Un an jour pour jour qu'ils ont été enlevés le 29 mai 2007 par des hommes armés au ministère des Finances à Bagdad. Un an qu'ils sont sans nouvelle, sauf deux vidéos. Les proches de cinq Britanniques retenus en otages en Irak appellent à leur libération et disent leur détresse dans une interview diffusée par la BBC jeudi.
"Il nous manque beaucoup. Vous savez, cela fait 12 mois (...) rendez-le nous, laissez-le rejoindre sa famille. Il nous manque vraiment, il n'y a pas un jour ou minute (...) sans que nous pensions à Jason. Nous voulons qu'il revienne chez lui", a plaidé Lisette, la soeur d'un otage. Le père d'Alec a quant à lui expliqué qu'il était forcé "de croire que l'issue serait heureuse" et s'est dit persuadé d'une future libération des hommes. "Le choc initial, la première semaine, c'était le vide complet", a raconté le père de Colin. "Et à mesure que les choses évoluent, vous faites en sorte de vivre avec, autrement cela va vous détruire", a-t-il expliqué.
Frustration
Depuis le début, la couverture médiatique de cet enlèvement est minimale à la demande du Foreign office. On ignore jusqu'à leurs noms de famille, sauf l'un d'entre eux. On sait seulement qu'il s'agit de quatre employés de la société de sécurité canadienne Garda World et leur client, salarié de l'entreprise américaine de management BearingPoint, qui travaille en sous-traitance pour le gouvernement américain afin de relancer l'économie irakienne.

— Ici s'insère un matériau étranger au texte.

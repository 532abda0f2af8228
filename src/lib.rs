//! Client for the GAR national education-resource subscription
//! registry.
//!
//! A distributor authenticates with a client certificate and can
//! register, query, update and delete resource subscriptions for
//! institutions (schools identified by their UAI code), look up the
//! institution directory (cached on disk per calendar day), and
//! retrieve affectation reports.
//!
//! ```no_run
//! use gar_api::{GarClient, GarConfig, SubscriptionFilter};
//!
//! # async fn run() -> gar_api::Result<()> {
//! let config = GarConfig::new("DIST-ID", "client.pem", "client.key", "/var/cache/gar");
//! let client = GarClient::new(config)?;
//!
//! let filter = SubscriptionFilter {
//!     uai: Some("0123456A".to_string()),
//!     ..Default::default()
//! };
//! for subscription in client.subscriptions().query(&filter).await? {
//!     println!("{} until {}", subscription.subscription_id, subscription.to);
//! }
//! # Ok(())
//! # }
//! ```

mod config;
mod diskcache;
mod error;
mod institutions;
mod reports;
mod subscriptions;
mod transport;
mod types;
mod xml;

use std::fs;
use std::sync::Arc;

pub use config::{Environment, GarConfig};
pub use error::{GarError, Result};
pub use institutions::InstitutionCache;
pub use reports::ReportApi;
pub use subscriptions::SubscriptionApi;
pub use transport::{Method, ReqwestTransport, Transport, TransportResponse};
pub use types::{
    Assignment, Audience, CreatableSubscription, GlobalReportItem, Institution,
    InstitutionDirectory, Report, ReportStatus, Resource, Subscription, SubscriptionFilter,
    SubscriptionRequest,
};
pub use xml::translate;
pub use xml::tree;

/// Entry point: owns the transports, the in-process caches and the
/// three service surfaces (institutions, subscriptions, reports).
pub struct GarClient {
    config: Arc<GarConfig>,
    institutions: InstitutionCache,
    subscriptions: SubscriptionApi,
    reports: ReportApi,
}

impl GarClient {
    /// Build a client with real mutual-TLS transports. Validates the
    /// configuration (certificate files, cache directory) up front.
    pub fn new(config: GarConfig) -> Result<Self> {
        config.validate()?;

        let transport: Arc<dyn Transport> = Arc::new(ReqwestTransport::new(
            &config.ssl_cert,
            &config.ssl_key,
            "application/xml",
        )?);

        let report_transport: Option<Arc<dyn Transport>> =
            match (&config.report_ssl_cert, &config.report_ssl_key) {
                (Some(cert), Some(key)) => Some(Arc::new(ReqwestTransport::new(
                    cert,
                    key,
                    "application/json",
                )?)),
                _ => None,
            };

        Self::with_transports(config, transport, report_transport)
    }

    /// Build a client over caller-supplied transports. Certificate
    /// paths are not touched; the cache directory is still created.
    pub fn with_transports(
        config: GarConfig,
        transport: Arc<dyn Transport>,
        report_transport: Option<Arc<dyn Transport>>,
    ) -> Result<Self> {
        fs::create_dir_all(&config.cache_directory)?;
        let config = Arc::new(config);

        Ok(Self {
            institutions: InstitutionCache::new(transport.clone(), config.clone()),
            subscriptions: SubscriptionApi::new(transport, config.clone()),
            reports: ReportApi::new(report_transport, config.clone()),
            config,
        })
    }

    pub fn config(&self) -> &GarConfig {
        &self.config
    }

    /// Institution directory, cached per calendar day.
    pub fn institutions(&self) -> &InstitutionCache {
        &self.institutions
    }

    /// Subscription CRUD.
    pub fn subscriptions(&self) -> &SubscriptionApi {
        &self.subscriptions
    }

    /// Affectation report listing, download and global-report queries.
    pub fn reports(&self) -> &ReportApi {
        &self.reports
    }
}
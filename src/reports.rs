//! Affectation report retrieval.
//!
//! Reports are listed as JSON, downloaded as single-file ZIP archives,
//! and the distributor-wide "global report" is kept under a daily cache
//! partition with a query interface over its XML content.
//!
//! Every operation that touches the network here requires the report
//! transport (a second certificate pair); it is optional at
//! configuration time, so these operations fail with a configuration
//! error when it is absent.

use std::fs;
use std::path::PathBuf;
use std::sync::Arc;

use chrono::NaiveDate;
use serde::Deserialize;

use crate::config::GarConfig;
use crate::diskcache::{persist_atomic, today};
use crate::error::{GarError, Result};
use crate::transport::{Method, Transport};
use crate::types::{GlobalReportItem, Report, ReportStatus};
use crate::xml::tree::parse_document;

/// Creation dates in the listing are day-resolution, French order.
const LISTING_DATE_FORMAT: &str = "%d/%m/%Y";

/// One record of the JSON report listing. `statut` is absent on the
/// global-report entry.
#[derive(Debug, Deserialize)]
struct RawReport {
    #[serde(rename = "nomRapport")]
    name: String,
    #[serde(rename = "dateCreation")]
    date: String,
    #[serde(rename = "taille")]
    size: u64,
    #[serde(rename = "statut")]
    status: Option<String>,
}

#[derive(Debug, Deserialize)]
struct ReportListing {
    #[serde(rename = "rapportsAffectation", default)]
    reports: Vec<RawReport>,
}

pub struct ReportApi {
    transport: Option<Arc<dyn Transport>>,
    config: Arc<GarConfig>,
}

impl ReportApi {
    pub(crate) fn new(transport: Option<Arc<dyn Transport>>, config: Arc<GarConfig>) -> Self {
        Self { transport, config }
    }

    fn transport(&self) -> Result<&Arc<dyn Transport>> {
        self.transport
            .as_ref()
            .ok_or(GarError::ReportTransportNotConfigured)
    }

    /// List available reports by acknowledgment status. Both flags
    /// false short-circuits to an empty list without a network call.
    pub async fn list_reports(
        &self,
        include_acknowledged: bool,
        include_not_acknowledged: bool,
    ) -> Result<Vec<Report>> {
        let status = match (include_acknowledged, include_not_acknowledged) {
            (false, false) => return Ok(Vec::new()),
            (true, true) => ReportStatus::All,
            (true, false) => ReportStatus::Acknowledged,
            (false, true) => ReportStatus::NotAcknowledged,
        };

        let raw = self.fetch_listing(status).await?;
        raw.into_iter()
            // records without a statut field are not real reports on
            // this path (the global report rides along without one)
            .filter(|r| r.status.is_some())
            .map(report_from_raw)
            .collect()
    }

    /// Download a report archive, extract it into the report cache and
    /// return the path of its (single) payload file.
    pub async fn download_report(&self, name: &str) -> Result<PathBuf> {
        let transport = self.transport()?;
        let url = self
            .config
            .report_endpoint(&format!("/GAR-Affectations/{}/{name}", self.config.distributor_id));
        let response = transport.request(Method::Get, &url, None).await?;

        if !response.is_status(200) {
            return Err(GarError::TransportStatus {
                status: response.status,
                url,
            });
        }

        let directory = self.config.cache_directory.join("reports");
        let zip_path = directory.join(name);
        persist_atomic(&zip_path, &response.body)?;

        let mut archive = zip::ZipArchive::new(fs::File::open(&zip_path)?)?;
        if archive.len() == 0 {
            return Err(GarError::malformed(format!("report archive {name} is empty")));
        }
        let first_entry = archive.by_index(0)?.name().to_string();
        archive.extract(&directory)?;
        drop(archive);
        fs::remove_file(&zip_path)?;

        tracing::debug!(report = name, payload = %first_entry, "report downloaded and extracted");
        Ok(directory.join(first_entry))
    }

    /// Path of today's global report, fetching it if this is the first
    /// call of the day. All other cached global-report files are
    /// removed before the fetch.
    pub async fn ensure_latest_global_report(&self) -> Result<PathBuf> {
        let directory = self.global_report_directory()?;
        let today_path = directory.join(format!("{}.xml", today().format("%Y-%m-%d")));
        if today_path.is_file() {
            return Ok(today_path);
        }

        for entry in fs::read_dir(&directory)? {
            let path = entry?.path();
            if path.extension().map_or(false, |ext| ext == "xml") {
                fs::remove_file(&path)?;
            }
        }

        // The status filter is irrelevant here: the global report rides
        // along in every listing. The server lists it last; that
        // ordering is a server contract, not verified here.
        let raw = self.fetch_listing(ReportStatus::Acknowledged).await?;
        let latest = raw
            .into_iter()
            .last()
            .ok_or_else(|| GarError::malformed("report listing is empty"))?;

        let extracted = self.download_report(&latest.name).await?;
        fs::rename(&extracted, &today_path)?;

        tracing::debug!(path = %today_path.display(), "global report cached for today");
        Ok(today_path)
    }

    /// Query the latest global report: institutions covered by a
    /// subscription, optionally restricted to one resource id and/or a
    /// set of institution codes.
    pub async fn query_global_report(
        &self,
        resource_id: Option<&str>,
        uais: Option<&[String]>,
    ) -> Result<Vec<GlobalReportItem>> {
        let path = self.ensure_latest_global_report().await?;
        let root = parse_document(&fs::read(&path)?)?;

        let mut items = Vec::new();
        for resource in root.descendants_named("GARRessource") {
            let id = resource.attr("idRessource").unwrap_or_default();
            if resource_id.is_some_and(|wanted| wanted != id) {
                continue;
            }
            let title = resource.attr("titreRessource").unwrap_or_default();

            for subscription in resource.children_named("GARAbonnement") {
                let subscription_id = subscription.attr("idAbonnement").unwrap_or_default();
                let end = subscription.attr("finValidite").unwrap_or_default();
                let subscription_end = NaiveDate::parse_from_str(end, "%Y-%m-%d")
                    .map_err(|e| GarError::malformed(format!("bad finValidite {end:?}: {e}")))?;

                for institution in subscription.children_named("GAREtablissement") {
                    let uai = institution.attr("UAI").unwrap_or_default();
                    if uais.is_some_and(|wanted| !wanted.iter().any(|w| w == uai)) {
                        continue;
                    }

                    items.push(GlobalReportItem {
                        resource_id: id.to_string(),
                        resource_title: title.to_string(),
                        subscription_id: subscription_id.to_string(),
                        subscription_end,
                        uai: uai.to_string(),
                        assignment_count: institution.children_named("Affectation").count(),
                    });
                }
            }
        }

        Ok(items)
    }

    async fn fetch_listing(&self, status: ReportStatus) -> Result<Vec<RawReport>> {
        let transport = self.transport()?;
        let url = self.config.report_endpoint(&format!(
            "/rapportsAffectation/{}/{}",
            self.config.distributor_id,
            status.as_str()
        ));
        let response = transport.request(Method::Get, &url, None).await?;

        if !response.is_status(200) {
            return Err(GarError::TransportStatus {
                status: response.status,
                url,
            });
        }

        let listing: ReportListing = serde_json::from_slice(&response.body)?;
        Ok(listing.reports)
    }

    fn global_report_directory(&self) -> Result<PathBuf> {
        let directory = self.config.cache_directory.join("reports").join("global");
        fs::create_dir_all(&directory)?;
        Ok(directory)
    }
}

fn report_from_raw(raw: RawReport) -> Result<Report> {
    let date = NaiveDate::parse_from_str(&raw.date, LISTING_DATE_FORMAT)
        .map_err(|e| GarError::malformed(format!("bad report date {:?}: {e}", raw.date)))?;
    let status = raw.status.as_deref().and_then(ReportStatus::parse);
    Ok(Report {
        name: raw.name,
        date,
        size: raw.size,
        status,
    })
}
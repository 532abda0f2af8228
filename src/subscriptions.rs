//! Subscription CRUD against the registry.
//!
//! The primary methods return typed errors so callers can tell a
//! failed request from an empty result; the `*_or_empty` / `*_ok`
//! variants reproduce the historical collapsed contract (empty list or
//! `false` on any failure).

use std::sync::Arc;

use chrono::NaiveDateTime;

use crate::config::GarConfig;
use crate::error::{GarError, Result};
use crate::transport::{Method, Transport};
use crate::types::{Assignment, CreatableSubscription, Resource, Subscription, SubscriptionFilter};
use crate::xml::translate::{
    parse_subscription_list, parse_subscription_nodes, patch_subscription_dates, serialize_create,
    serialize_filter,
};

const SUBSCRIPTIONS_PATH: &str = "/abonnements";

pub struct SubscriptionApi {
    transport: Arc<dyn Transport>,
    config: Arc<GarConfig>,
}

impl SubscriptionApi {
    pub(crate) fn new(transport: Arc<dyn Transport>, config: Arc<GarConfig>) -> Self {
        Self { transport, config }
    }

    /// Query subscriptions matching the filter.
    ///
    /// When the filter carries a `resource_id`, results are re-filtered
    /// client-side by exact resource-id match: the server interprets
    /// `codeProjetRessource` as a project-code filter, which is wider
    /// than the caller's intent.
    pub async fn query(&self, filter: &SubscriptionFilter) -> Result<Vec<Subscription>> {
        let body = serialize_filter(filter);
        let url = self.config.endpoint(SUBSCRIPTIONS_PATH);
        let response = self
            .transport
            .request(Method::Post, &url, Some(body.into_bytes()))
            .await?;

        if !response.is_status(200) {
            return Err(GarError::TransportStatus {
                status: response.status,
                url,
            });
        }

        let mut subscriptions = parse_subscription_list(&response.body)?;
        if let Some(resource_id) = filter.resource_id.as_deref() {
            subscriptions.retain(|s| s.resource_id == resource_id);
        }
        Ok(subscriptions)
    }

    /// Legacy contract: any failure collapses to an empty list.
    pub async fn query_or_empty(&self, filter: &SubscriptionFilter) -> Vec<Subscription> {
        match self.query(filter).await {
            Ok(subscriptions) => subscriptions,
            Err(e) => {
                tracing::warn!(error = %e, "subscription query failed, returning empty list");
                Vec::new()
            }
        }
    }

    /// Register a subscription. Success iff the server answers 201.
    pub async fn create(
        &self,
        subscription: &dyn CreatableSubscription,
        resource: &Resource,
        assignment: &Assignment,
    ) -> Result<()> {
        let body = serialize_create(
            subscription,
            resource,
            assignment,
            &self.config.distributor_id,
        )?;
        let url = self
            .config
            .endpoint(&format!("/{}", subscription.subscription_id()));
        let response = self
            .transport
            .request(Method::Put, &url, Some(body.into_bytes()))
            .await?;

        if response.is_status(201) {
            Ok(())
        } else {
            Err(GarError::TransportStatus {
                status: response.status,
                url,
            })
        }
    }

    /// Legacy contract: `true` iff created.
    pub async fn create_ok(
        &self,
        subscription: &dyn CreatableSubscription,
        resource: &Resource,
        assignment: &Assignment,
    ) -> bool {
        match self.create(subscription, resource, assignment).await {
            Ok(()) => true,
            Err(e) => {
                tracing::warn!(error = %e, "subscription create failed");
                false
            }
        }
    }

    /// Move the validity window of an existing subscription. Bounds
    /// left `None` keep their current server-side value.
    ///
    /// The current node is fetched, rebuilt (institution code dropped,
    /// dates replaced, namespace re-injected) and posted back.
    pub async fn update_dates(
        &self,
        subscription_id: &str,
        from: Option<NaiveDateTime>,
        to: Option<NaiveDateTime>,
    ) -> Result<()> {
        let node = self
            .fetch_subscription_node(subscription_id)
            .await?
            .ok_or_else(|| GarError::SubscriptionNotFound(subscription_id.to_string()))?;

        let patched = patch_subscription_dates(&node, from, to);
        let url = self.config.endpoint(&format!("/{subscription_id}"));
        let response = self
            .transport
            .request(Method::Post, &url, Some(patched.to_xml().into_bytes()))
            .await?;

        if response.is_status(200) {
            Ok(())
        } else {
            Err(GarError::TransportStatus {
                status: response.status,
                url,
            })
        }
    }

    /// Legacy contract: `false` covers both "not found" and failure.
    pub async fn update_dates_ok(
        &self,
        subscription_id: &str,
        from: Option<NaiveDateTime>,
        to: Option<NaiveDateTime>,
    ) -> bool {
        match self.update_dates(subscription_id, from, to).await {
            Ok(()) => true,
            Err(e) => {
                tracing::warn!(subscription_id, error = %e, "subscription date update failed");
                false
            }
        }
    }

    /// Remove a subscription. Success iff the server answers 204.
    pub async fn delete(&self, subscription_id: &str) -> Result<()> {
        let url = self.config.endpoint(&format!("/{subscription_id}"));
        let response = self.transport.request(Method::Delete, &url, None).await?;

        if response.is_status(204) {
            Ok(())
        } else {
            Err(GarError::TransportStatus {
                status: response.status,
                url,
            })
        }
    }

    /// Legacy contract: `true` iff deleted.
    pub async fn delete_ok(&self, subscription_id: &str) -> bool {
        match self.delete(subscription_id).await {
            Ok(()) => true,
            Err(e) => {
                tracing::warn!(subscription_id, error = %e, "subscription delete failed");
                false
            }
        }
    }

    /// Fetch the raw XML node of one subscription via a single-field
    /// filter query, without interpreting it.
    async fn fetch_subscription_node(
        &self,
        subscription_id: &str,
    ) -> Result<Option<crate::xml::tree::Element>> {
        let filter = SubscriptionFilter::by_subscription_id(subscription_id);
        let body = serialize_filter(&filter);
        let url = self.config.endpoint(SUBSCRIPTIONS_PATH);
        let response = self
            .transport
            .request(Method::Post, &url, Some(body.into_bytes()))
            .await?;

        if !response.is_status(200) {
            return Err(GarError::TransportStatus {
                status: response.status,
                url,
            });
        }

        Ok(parse_subscription_nodes(&response.body)?.into_iter().next())
    }
}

Le Foreign office assure que les négociations pour la libération des otages se poursuivent dans la discrétion, mais après un an de détention, les proches ont dit leur frustration face au peu de progrès constaté. Les ravisseurs, qui se présentent comme la "Résistance chiite islamique en Irak", ont diffusé deux vidéos depuis la capture des cinq Britanniques, l'une demandant le retrait des troupes britanniques d'Irak et une autre la libération de neufs Irakiens aux mains des troupes britanniques.